[Dataset records]
....

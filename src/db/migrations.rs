use rusqlite_migration::{Migrations, M};

/// Define all schema migrations.
/// Uses SQLite user_version pragma for tracking — no migration table needed.
pub fn migrations() -> Migrations<'static> {
    Migrations::new(vec![M::up(
        "-- Migration 1: Initial schema

CREATE TABLE users (
    id TEXT PRIMARY KEY,
    name TEXT NOT NULL,
    email TEXT NOT NULL UNIQUE,
    password_hash TEXT NOT NULL,
    country TEXT NOT NULL DEFAULT '',
    role TEXT NOT NULL DEFAULT 'member',
    avatar TEXT NOT NULL DEFAULT '',
    bio TEXT NOT NULL DEFAULT '',
    suspended INTEGER NOT NULL DEFAULT 0,
    suspended_reason TEXT NOT NULL DEFAULT '',
    restore_date TEXT,
    created_at TEXT NOT NULL
);

CREATE TABLE posts (
    id TEXT PRIMARY KEY,
    author_id TEXT NOT NULL,
    kind TEXT NOT NULL DEFAULT 'Message',
    post_type TEXT NOT NULL DEFAULT 'texte',
    title TEXT NOT NULL DEFAULT '',
    content TEXT NOT NULL DEFAULT '',
    media_url TEXT NOT NULL DEFAULT '',
    created_at TEXT NOT NULL,
    FOREIGN KEY (author_id) REFERENCES users(id) ON DELETE CASCADE
);

CREATE INDEX idx_posts_created ON posts(created_at);

CREATE TABLE post_likes (
    post_id TEXT NOT NULL,
    user_id TEXT NOT NULL,
    PRIMARY KEY (post_id, user_id),
    FOREIGN KEY (post_id) REFERENCES posts(id) ON DELETE CASCADE
);

CREATE TABLE post_comments (
    id TEXT PRIMARY KEY,
    post_id TEXT NOT NULL,
    author_id TEXT NOT NULL,
    author_name TEXT NOT NULL,
    author_role TEXT NOT NULL,
    text TEXT NOT NULL,
    created_at TEXT NOT NULL,
    FOREIGN KEY (post_id) REFERENCES posts(id) ON DELETE CASCADE
);

CREATE INDEX idx_post_comments_post ON post_comments(post_id);

CREATE TABLE messages (
    id TEXT PRIMARY KEY,
    author_id TEXT NOT NULL,
    author_name TEXT NOT NULL,
    author_role TEXT NOT NULL,
    text TEXT NOT NULL DEFAULT '',
    audio_url TEXT NOT NULL DEFAULT '',
    duration INTEGER NOT NULL DEFAULT 0,
    message_type TEXT NOT NULL DEFAULT 'text',
    conv TEXT NOT NULL DEFAULT 'general',
    created_at TEXT NOT NULL
);

CREATE INDEX idx_messages_conv_created ON messages(conv, created_at);

CREATE TABLE message_reactions (
    message_id TEXT NOT NULL,
    emoji TEXT NOT NULL,
    user_name TEXT NOT NULL,
    PRIMARY KEY (message_id, emoji, user_name),
    FOREIGN KEY (message_id) REFERENCES messages(id) ON DELETE CASCADE
);

CREATE TABLE events (
    id TEXT PRIMARY KEY,
    kind TEXT NOT NULL DEFAULT 'Culte',
    title TEXT NOT NULL,
    date TEXT NOT NULL,
    time TEXT NOT NULL DEFAULT '',
    location TEXT NOT NULL DEFAULT '',
    description TEXT NOT NULL DEFAULT '',
    created_at TEXT NOT NULL
);

CREATE INDEX idx_events_date ON events(date);

CREATE TABLE event_participants (
    event_id TEXT NOT NULL,
    user_id TEXT NOT NULL,
    PRIMARY KEY (event_id, user_id),
    FOREIGN KEY (event_id) REFERENCES events(id) ON DELETE CASCADE
);

CREATE TABLE polls (
    id TEXT PRIMARY KEY,
    question TEXT NOT NULL,
    expires_at TEXT,
    closed INTEGER NOT NULL DEFAULT 0,
    created_at TEXT NOT NULL
);

CREATE TABLE poll_options (
    id TEXT PRIMARY KEY,
    poll_id TEXT NOT NULL,
    position INTEGER NOT NULL,
    text TEXT NOT NULL,
    FOREIGN KEY (poll_id) REFERENCES polls(id) ON DELETE CASCADE
);

CREATE INDEX idx_poll_options_poll ON poll_options(poll_id, position);

CREATE TABLE poll_votes (
    poll_id TEXT NOT NULL,
    user_id TEXT NOT NULL,
    option_id TEXT NOT NULL,
    PRIMARY KEY (poll_id, user_id),
    FOREIGN KEY (poll_id) REFERENCES polls(id) ON DELETE CASCADE,
    FOREIGN KEY (option_id) REFERENCES poll_options(id) ON DELETE CASCADE
);

CREATE TABLE notifications (
    id TEXT PRIMARY KEY,
    kind TEXT NOT NULL DEFAULT 'post',
    title TEXT NOT NULL,
    message TEXT NOT NULL,
    url TEXT NOT NULL DEFAULT '/',
    created_at TEXT NOT NULL
);

CREATE INDEX idx_notifications_created ON notifications(created_at);

CREATE TABLE notification_reads (
    notification_id TEXT NOT NULL,
    user_id TEXT NOT NULL,
    PRIMARY KEY (notification_id, user_id),
    FOREIGN KEY (notification_id) REFERENCES notifications(id) ON DELETE CASCADE
);
",
    )])
}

....

» WHAT YOU HAVE TO DO: The required answer is a single number: the count of lines in the entries that hold the string "conv".

» REPLY TO THE TASK: 2